WORK ORDER:
Transcribe the listing below only from the line with "mod level_mute_polled;" up to and including the line with "live catalog; these".

MATERIAL SHOWN:
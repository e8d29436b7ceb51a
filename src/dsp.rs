//! Session façade.
//!
//! `Dsp` composes the whole stack: it splits the caller-supplied transport
//! stream, starts the receive loop and the command serializer, runs the
//! session baseline, resolves the block map (cache or discovery), builds
//! and subscribes the block objects, and keeps device status fresh through
//! the poller. One `Dsp` is one device session.

use std::collections::{BTreeMap, HashMap, HashSet};
use std::path::{Path, PathBuf};
use std::sync::atomic::{AtomicBool, Ordering};
use std::sync::{Arc, Mutex};
use std::time::{Duration, Instant};

use thiserror::Error;
use tokio::io::{AsyncRead, AsyncWrite};
use tokio::sync::{mpsc, watch};
use tokio::task::JoinHandle;
use tracing::{debug, info, warn};
use ttp_protocol::{TtpResponse, Value, get_command};

use crate::block::{self, BlockCtx, BlockHandle};
use crate::block_map::{self, BlockEntry, BlockMapError};
use crate::config::DspConfig;
use crate::discovery;
use crate::poller::{self, DeviceStatus};
use crate::session::command::{
    CommandError, CommandQueue, CommandRequest, DEFAULT_REPLY_TIMEOUT, run_command_worker,
};
use crate::session::rx::run_rx_loop;
use crate::session::subscription::SubscriptionRegistry;

// ---------------------------------------------------------------------------
// Errors
// ---------------------------------------------------------------------------

/// Failures that abort `connect`. A single bad block never lands here —
/// it is logged and omitted from the catalog instead.
#[derive(Debug, Error)]
pub enum ConnectError {
    #[error("already connected")]
    AlreadyConnected,
    #[error("session baseline command failed: {0}")]
    Baseline(String),
    #[error(transparent)]
    Command(#[from] CommandError),
    #[error("unexpected device reply for '{attribute}': {detail}")]
    MalformedReply { attribute: String, detail: String },
}

// ---------------------------------------------------------------------------
// Device identity
// ---------------------------------------------------------------------------

/// Static device facts captured during connect.
#[derive(Debug, Clone)]
pub struct DeviceInfo {
    pub hostname: String,
    pub software_version: String,
    pub serial_number: String,
    pub aliases: Vec<String>,
    pub discovered_servers: Option<Value>,
}

// ---------------------------------------------------------------------------
// Dsp
// ---------------------------------------------------------------------------

pub struct Dsp {
    config: DspConfig,
    library_version: String,
    ready: Arc<AtomicBool>,
    connected: Arc<AtomicBool>,
    shutdown: Mutex<Option<watch::Sender<bool>>>,
    queue: Option<CommandQueue>,
    blocks: Arc<HashMap<String, BlockHandle>>,
    block_map: BTreeMap<String, BlockEntry>,
    info: Option<DeviceInfo>,
    status: Arc<Mutex<DeviceStatus>>,
    tasks: Mutex<Vec<JoinHandle<()>>>,
}

impl Default for Dsp {
    fn default() -> Self {
        Dsp::new(DspConfig::default())
    }
}

impl Dsp {
    pub fn new(config: DspConfig) -> Self {
        Dsp {
            config,
            library_version: env!("CARGO_PKG_VERSION").to_owned(),
            ready: Arc::new(AtomicBool::new(false)),
            connected: Arc::new(AtomicBool::new(false)),
            shutdown: Mutex::new(None),
            queue: None,
            blocks: Arc::new(HashMap::new()),
            block_map: BTreeMap::new(),
            info: None,
            status: Arc::new(Mutex::new(DeviceStatus::default())),
            tasks: Mutex::new(Vec::new()),
        }
    }

    /// Connect over an established transport stream (TCP, an SSH channel
    /// adapter, or an in-memory pair in tests).
    ///
    /// `skip_block_types` extends the configured skip list for this
    /// session.
    pub async fn connect<S>(&mut self, stream: S, skip_block_types: &[&str]) -> Result<(), ConnectError>
    where
        S: AsyncRead + AsyncWrite + Send + Unpin + 'static,
    {
        if self.connected.load(Ordering::SeqCst) {
            return Err(ConnectError::AlreadyConnected);
        }
        let startup = Instant::now();

        let (reader, writer) = tokio::io::split(stream);
        let (shutdown_tx, shutdown_rx) = watch::channel(false);
        let (request_tx, request_rx) = mpsc::channel::<CommandRequest>(64);
        let (reply_tx, reply_rx) = mpsc::channel(8);

        let queue = CommandQueue::new(request_tx);
        let registry = SubscriptionRegistry::new(queue.clone());
        self.connected.store(true, Ordering::SeqCst);

        {
            let mut tasks = self.tasks.lock().expect("task list lock");
            tasks.push(tokio::spawn(run_rx_loop(
                reader,
                registry.clone(),
                reply_tx,
                Arc::clone(&self.connected),
                shutdown_rx.clone(),
            )));
            tasks.push(tokio::spawn(run_command_worker(
                writer,
                request_rx,
                reply_rx,
                DEFAULT_REPLY_TIMEOUT,
                shutdown_rx.clone(),
            )));
        }
        *self.shutdown.lock().expect("shutdown lock") = Some(shutdown_tx);
        self.queue = Some(queue.clone());

        // Session baseline: full responses, no field echo.
        for command in ["SESSION set verbose true", "SESSION set detailedResponse false"] {
            let response = queue.submit(command).await?;
            if let Some(message) = response.error_message() {
                return Err(ConnectError::Baseline(format!("{}: {}", command, message)));
            }
        }

        // Device identity and statistics.
        let hostname = device_string(&queue, "hostname").await?;
        let software_version = device_string(&queue, "version").await?;
        let serial_number = device_string(&queue, "serialNumber").await?;
        let aliases = session_aliases(&queue).await?;
        info!(
            %hostname,
            %serial_number,
            %software_version,
            aliases = aliases.len(),
            "connected to device"
        );
        let discovered_servers = queue
            .submit(get_command("DEVICE", "discoveredServers", None))
            .await?
            .value()
            .cloned();

        // Block map: cache when it matches the live device, discovery
        // otherwise.
        let mut map = match self.config.block_map_file.as_deref() {
            Some(path) => {
                match block_map::load_block_map(path, &hostname, &aliases, &self.library_version) {
                    Ok(map) => map,
                    Err(e) => {
                        warn!(path = %path.display(), error = %e, "could not load block map");
                        discovery::discover_blocks(&queue, &aliases).await?
                    }
                }
            }
            None => discovery::discover_blocks(&queue, &aliases).await?,
        };

        // Instantiate and subscribe blocks. Failures here cost one block,
        // never the session.
        let skip: HashSet<&str> = self
            .config
            .skip_block_types
            .iter()
            .map(String::as_str)
            .chain(skip_block_types.iter().copied())
            .collect();
        info!("initializing blocks");
        let mut blocks = HashMap::new();
        for (block_id, entry) in map.clone() {
            if skip.contains(entry.block_type.as_str()) {
                info!(%block_id, block_type = %entry.block_type, "block load skipped by preference");
                continue;
            }
            let Some(type_version) = block::type_version(&entry.block_type) else {
                debug!(%block_id, block_type = %entry.block_type, "unsupported block type");
                continue;
            };
            let helper = entry
                .attributes
                .as_ref()
                .and_then(|h| h.usable_for(type_version));
            if entry.attributes.is_some() && helper.is_none() {
                debug!(%block_id, "attribute helper rejected, block will self-query");
            }

            let ctx = BlockCtx {
                block_id: block_id.clone(),
                queue: queue.clone(),
                connected: Arc::clone(&self.connected),
            };
            match block::instantiate(&entry.block_type, ctx, helper).await {
                Ok(Some(handle)) => {
                    // The freshly exported helper keeps the in-memory map
                    // ready to persist.
                    if let Some(live) = map.get_mut(&block_id) {
                        live.attributes = Some(handle.export_init_helper());
                    }
                    for spec in handle.base_subscriptions() {
                        if let Err(e) = registry
                            .register(handle.as_sink(), handle.block_id(), &spec)
                            .await
                        {
                            warn!(
                                %block_id,
                                subscribe_type = %spec.subscribe_type,
                                error = %e,
                                "subscription registration failed"
                            );
                        }
                    }
                    blocks.insert(block_id, handle);
                }
                Ok(None) => {
                    debug!(%block_id, block_type = %entry.block_type, "unsupported block type");
                }
                Err(e) => {
                    warn!(%block_id, error = %e, "block initialization failed, omitted");
                }
            }
        }
        self.block_map = map;
        self.blocks = Arc::new(blocks);

        self.tasks.lock().expect("task list lock").push(tokio::spawn(poller::run_poller(
            queue,
            registry,
            Arc::clone(&self.blocks),
            Arc::clone(&self.status),
            Duration::from_secs(self.config.device_refresh_interval.max(1)),
            shutdown_rx,
        )));

        self.info = Some(DeviceInfo {
            hostname,
            software_version,
            serial_number,
            aliases,
            discovered_servers,
        });
        self.ready.store(true, Ordering::SeqCst);
        info!(
            blocks = self.blocks.len(),
            elapsed_ms = startup.elapsed().as_millis() as u64,
            "session ready"
        );
        Ok(())
    }

    /// Terminate the session: signal every worker and wait for all of them
    /// to return.
    pub async fn close(&self) {
        self.ready.store(false, Ordering::SeqCst);
        if let Some(shutdown) = self.shutdown.lock().expect("shutdown lock").take() {
            let _ = shutdown.send(true);
        }
        let tasks: Vec<JoinHandle<()>> =
            self.tasks.lock().expect("task list lock").drain(..).collect();
        for task in tasks {
            let _ = task.await;
        }
        self.connected.store(false, Ordering::SeqCst);
    }

    /// Send a raw command to the device.
    pub async fn device_command(&self, command: &str) -> Result<TtpResponse, CommandError> {
        if !self.ready.load(Ordering::SeqCst) {
            return Err(CommandError::NotReady);
        }
        let queue = self.queue.as_ref().ok_or(CommandError::NotReady)?;
        queue.submit(command).await
    }

    pub async fn start_system_audio(&self) -> Result<TtpResponse, CommandError> {
        self.device_command("DEVICE startAudio").await
    }

    pub async fn stop_system_audio(&self) -> Result<TtpResponse, CommandError> {
        self.device_command("DEVICE stopAudio").await
    }

    pub async fn reboot(&self) -> Result<TtpResponse, CommandError> {
        self.device_command("DEVICE reboot").await
    }

    /// Persist the active block map. The file name is forced to end in
    /// `.bmap`; the final path is returned.
    pub fn save_block_map(&self, output: &Path) -> Result<PathBuf, BlockMapError> {
        let info = self.info.as_ref().ok_or(BlockMapError::NoActiveMap)?;
        block_map::save_block_map(
            output,
            &info.hostname,
            &info.aliases,
            &self.block_map,
            &self.library_version,
        )
    }

    pub fn ready(&self) -> bool {
        self.ready.load(Ordering::SeqCst)
    }

    pub fn connected(&self) -> bool {
        self.connected.load(Ordering::SeqCst)
    }

    pub fn device_info(&self) -> Option<&DeviceInfo> {
        self.info.as_ref()
    }

    pub fn hostname(&self) -> Option<&str> {
        self.info.as_ref().map(|i| i.hostname.as_str())
    }

    pub fn software_version(&self) -> Option<&str> {
        self.info.as_ref().map(|i| i.software_version.as_str())
    }

    pub fn serial_number(&self) -> Option<&str> {
        self.info.as_ref().map(|i| i.serial_number.as_str())
    }

    pub fn aliases(&self) -> &[String] {
        self.info.as_ref().map_or(&[], |i| i.aliases.as_slice())
    }

    pub fn discovered_servers(&self) -> Option<Value> {
        self.info.as_ref()?.discovered_servers.clone()
    }

    /// Current fault set, as last polled.
    pub fn faults(&self) -> Option<Value> {
        self.status.lock().expect("device status lock").faults.clone()
    }

    /// Network status, as last polled.
    pub fn network_status(&self) -> Option<Value> {
        self.status.lock().expect("device status lock").network.clone()
    }

    /// The live block catalog, keyed by block id.
    pub fn blocks(&self) -> &HashMap<String, BlockHandle> {
        &self.blocks
    }

    pub fn block(&self, block_id: &str) -> Option<&BlockHandle> {
        self.blocks.get(block_id)
    }
}

// ---------------------------------------------------------------------------
// Device info queries
// ---------------------------------------------------------------------------

async fn device_string(queue: &CommandQueue, attribute: &str) -> Result<String, ConnectError> {
    let response = queue.submit(get_command("DEVICE", attribute, None)).await?;
    match response.value() {
        Some(Value::Str(s)) => Ok(s.trim().to_owned()),
        Some(other) => Ok(other.to_string()),
        None => Err(ConnectError::MalformedReply {
            attribute: attribute.to_owned(),
            detail: response
                .error_message()
                .unwrap_or("no value in reply")
                .to_owned(),
        }),
    }
}

async fn session_aliases(queue: &CommandQueue) -> Result<Vec<String>, ConnectError> {
    let response = queue.submit("SESSION get aliases").await?;
    let value = response.value().cloned().unwrap_or(Value::Null);
    let Some(items) = value.as_list() else {
        return Err(ConnectError::MalformedReply {
            attribute: "aliases".to_owned(),
            detail: format!("expected alias list, got {:?}", value),
        });
    };
    Ok(items
        .iter()
        .filter_map(Value::as_str)
        .map(str::to_owned)
        .collect())
}
//! Per-channel state.
//!
//! Channels are indexed from 1; index 0 is the protocol-level wildcard
//! meaning "all channels" and never appears as a map key. An attribute is
//! present (`Some`) only when the owning block's type supports it.
//!
//! Only the immutable topology (index, label, level range) serializes into
//! the attribute helper; status fields are always re-learned fresh, via
//! subscription or status query.

use std::collections::BTreeMap;

use serde::{Deserialize, Serialize};

#[derive(Debug, Clone, PartialEq, Serialize, Deserialize)]
pub struct Channel {
    pub index: u32,
    #[serde(default, skip_serializing_if = "Option::is_none")]
    pub label: Option<String>,
    #[serde(default, skip_serializing_if = "Option::is_none")]
    pub min_level: Option<f64>,
    #[serde(default, skip_serializing_if = "Option::is_none")]
    pub max_level: Option<f64>,

    // Status attributes, never persisted.
    #[serde(skip)]
    pub muted: Option<bool>,
    #[serde(skip)]
    pub level: Option<f64>,
    #[serde(skip)]
    pub inverted: Option<bool>,
    #[serde(skip)]
    pub fault_on_inactive: Option<bool>,
}

impl Channel {
    pub fn new(index: u32) -> Self {
        Channel {
            index,
            label: None,
            min_level: None,
            max_level: None,
            muted: None,
            level: None,
            inverted: None,
            fault_on_inactive: None,
        }
    }
}

/// Channel map keyed by 1-based index.
pub type ChannelMap = BTreeMap<u32, Channel>;

/// The settable per-channel attributes, tagged for the shared set path.
#[derive(Debug, Clone, Copy, PartialEq, Eq)]
pub enum ChannelAttribute {
    Mute,
    Level,
    Invert,
    FaultOnInactive,
}

impl ChannelAttribute {
    pub(crate) fn wire_name(self) -> &'static str {
        match self {
            ChannelAttribute::Mute => "mute",
            ChannelAttribute::Level => "level",
            ChannelAttribute::Invert => "invert",
            ChannelAttribute::FaultOnInactive => "faultOnInactive",
        }
    }
}
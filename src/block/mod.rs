//! Block object framework.
//!
//! Every addressable DSP block is a specialization of the same small
//! surface: construct from a cached attribute helper or a live query,
//! register subscriptions, absorb routed pushes, expose typed setters that
//! write through on `+OK`, and export a versioned helper for the next
//! session's cache.
//!
//! Block types compose capabilities instead of inheriting: the dyn-safe
//! [`BlockOps`] trait is what the framework calls through, and the
//! type-name → constructor mapping in [`instantiate`] is the compile-time
//! block registry. Typed access for API consumers goes through
//! [`BlockHandle`].

mod channel;
mod ducker;
mod level_mute;
mod level_mute_polled;
mod mute_control;
mod source_selector;

pub use channel::{Channel, ChannelAttribute, ChannelMap};
pub use ducker::Ducker;
pub use level_mute::{DanteInput, LevelControl};
pub use level_mute_polled::{AudioOutput, NoiseGenerator};
pub use mute_control::MuteControl;
pub use source_selector::{Source, SourceSelector};

use std::sync::Arc;
use std::sync::atomic::AtomicBool;

use serde::{Deserialize, Serialize};
use thiserror::Error;
use ttp_protocol::{CommandArg, TtpResponse, Value, get_command, set_command};

use crate::session::command::{CommandError, CommandQueue};
use crate::session::subscription::{SubscribeSpec, SubscriptionSink};

// ---------------------------------------------------------------------------
// Errors
// ---------------------------------------------------------------------------

/// A block that fails to construct is omitted from the live catalog; these
/// never fail the session as a whole.
#[derive(Debug, Error)]
pub enum BlockError {
    #[error(transparent)]
    Command(#[from] CommandError),
    /// The device answered `-ERR` to a required attribute query.
    #[error("device rejected '{attribute}': {message}")]
    Device { attribute: String, message: String },
    /// The reply parsed but did not carry the expected value shape.
    #[error("unexpected reply for '{attribute}': {detail}")]
    Unexpected { attribute: String, detail: String },
}

// ---------------------------------------------------------------------------
// Construction context
// ---------------------------------------------------------------------------

/// Everything a block needs from the session: its id, the command queue,
/// and the shared connected flag. Subscription registration stays with the
/// session (connect and the poller drive it), so blocks never hold the
/// registry themselves.
#[derive(Clone)]
pub struct BlockCtx {
    pub(crate) block_id: String,
    pub(crate) queue: CommandQueue,
    #[allow(dead_code)]
    pub(crate) connected: Arc<AtomicBool>,
}

impl BlockCtx {
    pub(crate) async fn get(
        &self,
        attribute: &str,
        channel: Option<u32>,
    ) -> Result<TtpResponse, CommandError> {
        self.queue
            .submit(get_command(&self.block_id, attribute, channel))
            .await
    }

    pub(crate) async fn set(
        &self,
        attribute: &str,
        channel: Option<u32>,
        value: impl Into<CommandArg>,
    ) -> Result<TtpResponse, CommandError> {
        self.queue
            .submit(set_command(&self.block_id, attribute, channel, value))
            .await
    }

    /// Query an attribute and require a decoded `+OK` payload.
    pub(crate) async fn get_value(
        &self,
        attribute: &str,
        channel: Option<u32>,
    ) -> Result<Value, BlockError> {
        let response = self.get(attribute, channel).await?;
        if let Some(message) = response.error_message() {
            return Err(BlockError::Device {
                attribute: attribute.to_owned(),
                message: message.to_owned(),
            });
        }
        Ok(response.value().cloned().unwrap_or(Value::Null))
    }

    pub(crate) async fn get_int(
        &self,
        attribute: &str,
        channel: Option<u32>,
    ) -> Result<i64, BlockError> {
        let value = self.get_value(attribute, channel).await?;
        value.as_int().ok_or_else(|| BlockError::Unexpected {
            attribute: attribute.to_owned(),
            detail: format!("expected integer, got {:?}", value),
        })
    }

    pub(crate) async fn get_float(
        &self,
        attribute: &str,
        channel: Option<u32>,
    ) -> Result<f64, BlockError> {
        let value = self.get_value(attribute, channel).await?;
        value.as_float().ok_or_else(|| BlockError::Unexpected {
            attribute: attribute.to_owned(),
            detail: format!("expected number, got {:?}", value),
        })
    }

    pub(crate) async fn get_bool(
        &self,
        attribute: &str,
        channel: Option<u32>,
    ) -> Result<bool, BlockError> {
        let value = self.get_value(attribute, channel).await?;
        value.as_bool().ok_or_else(|| BlockError::Unexpected {
            attribute: attribute.to_owned(),
            detail: format!("expected boolean, got {:?}", value),
        })
    }

    /// Query a textual attribute; an `-ERR` reply reads as an empty string
    /// (some block types have no label support on some attributes).
    pub(crate) async fn get_label(
        &self,
        attribute: &str,
        channel: Option<u32>,
    ) -> Result<String, CommandError> {
        let response = self.get(attribute, channel).await?;
        Ok(match response.value() {
            Some(Value::Str(s)) => s.trim().to_owned(),
            Some(other) => other.to_string(),
            None => String::new(),
        })
    }
}

// ---------------------------------------------------------------------------
// Attribute helper
// ---------------------------------------------------------------------------

/// The cached, versioned per-block attribute record from the block map.
///
/// `version` is the owning block type's code version; a mismatch means the
/// schema may have drifted and the helper is ignored.
#[derive(Debug, Clone, PartialEq, Serialize, Deserialize)]
pub struct InitHelper {
    pub version: String,
    pub helper: serde_json::Value,
}

impl InitHelper {
    pub(crate) fn new(version: &str, helper: serde_json::Value) -> Self {
        InitHelper {
            version: version.to_owned(),
            helper,
        }
    }

    /// A helper is usable only when its version matches the live block
    /// type's version and it actually carries data.
    pub(crate) fn usable_for(&self, expected_version: &str) -> Option<&serde_json::Value> {
        if self.version != expected_version {
            return None;
        }
        match self.helper.as_object() {
            Some(map) if !map.is_empty() => Some(&self.helper),
            _ => None,
        }
    }
}

// ---------------------------------------------------------------------------
// Common block surface
// ---------------------------------------------------------------------------

/// The dyn-safe surface the framework drives blocks through.
///
/// Everything here is synchronous and non-blocking; command traffic always
/// goes through the block's own typed methods.
pub trait BlockOps: SubscriptionSink {
    fn block_id(&self) -> &str;
    fn type_name(&self) -> &'static str;
    /// Serializable topology snapshot for the next session's block map.
    fn export_init_helper(&self) -> InitHelper;
    /// The subscriptions this block keeps alive; empty for polled blocks.
    /// Re-issued wholesale by the poller on every refresh cycle.
    fn base_subscriptions(&self) -> Vec<SubscribeSpec>;
}

// ---------------------------------------------------------------------------
// Typed handles + compile-time registry
// ---------------------------------------------------------------------------

/// A live block, typed. Match to reach the concrete API.
#[derive(Clone)]
pub enum BlockHandle {
    LevelControl(Arc<LevelControl>),
    DanteInput(Arc<DanteInput>),
    MuteControl(Arc<MuteControl>),
    AudioOutput(Arc<AudioOutput>),
    NoiseGenerator(Arc<NoiseGenerator>),
    Ducker(Arc<Ducker>),
    SourceSelector(Arc<SourceSelector>),
}

macro_rules! with_block {
    ($handle:expr, $block:ident => $body:expr) => {
        match $handle {
            BlockHandle::LevelControl($block) => $body,
            BlockHandle::DanteInput($block) => $body,
            BlockHandle::MuteControl($block) => $body,
            BlockHandle::AudioOutput($block) => $body,
            BlockHandle::NoiseGenerator($block) => $body,
            BlockHandle::Ducker($block) => $body,
            BlockHandle::SourceSelector($block) => $body,
        }
    };
}

impl BlockHandle {
    pub fn block_id(&self) -> &str {
        with_block!(self, b => b.block_id())
    }

    pub fn type_name(&self) -> &'static str {
        with_block!(self, b => b.type_name())
    }

    pub fn export_init_helper(&self) -> InitHelper {
        with_block!(self, b => b.export_init_helper())
    }

    pub(crate) fn base_subscriptions(&self) -> Vec<SubscribeSpec> {
        with_block!(self, b => b.base_subscriptions())
    }

    pub(crate) fn as_sink(&self) -> Arc<dyn SubscriptionSink> {
        with_block!(self, b => Arc::clone(b) as Arc<dyn SubscriptionSink>)
    }

    pub fn as_level_control(&self) -> Option<&Arc<LevelControl>> {
        match self {
            BlockHandle::LevelControl(b) => Some(b),
            _ => None,
        }
    }

    pub fn as_dante_input(&self) -> Option<&Arc<DanteInput>> {
        match self {
            BlockHandle::DanteInput(b) => Some(b),
            _ => None,
        }
    }

    pub fn as_mute_control(&self) -> Option<&Arc<MuteControl>> {
        match self {
            BlockHandle::MuteControl(b) => Some(b),
            _ => None,
        }
    }

    pub fn as_audio_output(&self) -> Option<&Arc<AudioOutput>> {
        match self {
            BlockHandle::AudioOutput(b) => Some(b),
            _ => None,
        }
    }

    pub fn as_noise_generator(&self) -> Option<&Arc<NoiseGenerator>> {
        match self {
            BlockHandle::NoiseGenerator(b) => Some(b),
            _ => None,
        }
    }

    pub fn as_ducker(&self) -> Option<&Arc<Ducker>> {
        match self {
            BlockHandle::Ducker(b) => Some(b),
            _ => None,
        }
    }

    pub fn as_source_selector(&self) -> Option<&Arc<SourceSelector>> {
        match self {
            BlockHandle::SourceSelector(b) => Some(b),
            _ => None,
        }
    }
}

/// Code version of a supported block type, for helper gating. `None` means
/// the type has no implementation here.
pub(crate) fn type_version(type_name: &str) -> Option<&'static str> {
    match type_name {
        "LevelControl" => Some(LevelControl::VERSION),
        "DanteInput" => Some(DanteInput::VERSION),
        "MuteControl" => Some(MuteControl::VERSION),
        "AudioOutput" => Some(AudioOutput::VERSION),
        "NoiseGenerator" => Some(NoiseGenerator::VERSION),
        "Ducker" => Some(Ducker::VERSION),
        "SourceSelector" => Some(SourceSelector::VERSION),
        _ => None,
    }
}

/// The block registry: type name → constructor.
///
/// `helper` must already be version-gated by the caller. `Ok(None)` means
/// the type is unsupported (the block is omitted, never an error).
pub(crate) async fn instantiate(
    type_name: &str,
    ctx: BlockCtx,
    helper: Option<&serde_json::Value>,
) -> Result<Option<BlockHandle>, BlockError> {
    let handle = match type_name {
        "LevelControl" => BlockHandle::LevelControl(LevelControl::create(ctx, helper).await?),
        "DanteInput" => BlockHandle::DanteInput(DanteInput::create(ctx, helper).await?),
        "MuteControl" => BlockHandle::MuteControl(MuteControl::create(ctx, helper).await?),
        "AudioOutput" => BlockHandle::AudioOutput(AudioOutput::create(ctx, helper).await?),
        "NoiseGenerator" => {
            BlockHandle::NoiseGenerator(NoiseGenerator::create(ctx, helper).await?)
        }
        "Ducker" => BlockHandle::Ducker(Ducker::create(ctx, helper).await?),
        "SourceSelector" => {
            BlockHandle::SourceSelector(SourceSelector::create(ctx, helper).await?)
        }
        _ => return Ok(None),
    };
    Ok(Some(handle))
}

PROBLEM SOLUTION:
mod level_mute_polled;
mod mute_control;
mod source_selector;

pub use channel::{Channel, ChannelAttribute, ChannelMap};
pub use ducker::Ducker;
pub use level_mute::{DanteInput, LevelControl};
pub use level_mute_polled::{AudioOutput, NoiseGenerator};
pub use mute_control::MuteControl;
pub use source_selector::{Source, SourceSelector};

use std::sync::Arc;
use std::sync::atomic::AtomicBool;

use serde::{Deserialize, Serialize};
use thiserror::Error;
use ttp_protocol::{CommandArg, TtpResponse, Value, get_command, set_command};

use crate::session::command::{CommandError, CommandQueue};
use crate::session::subscription::{SubscribeSpec, SubscriptionSink};

// ---------------------------------------------------------------------------
// Errors
// ---------------------------------------------------------------------------

/// A block that fails to construct is omitted from the live catalog; these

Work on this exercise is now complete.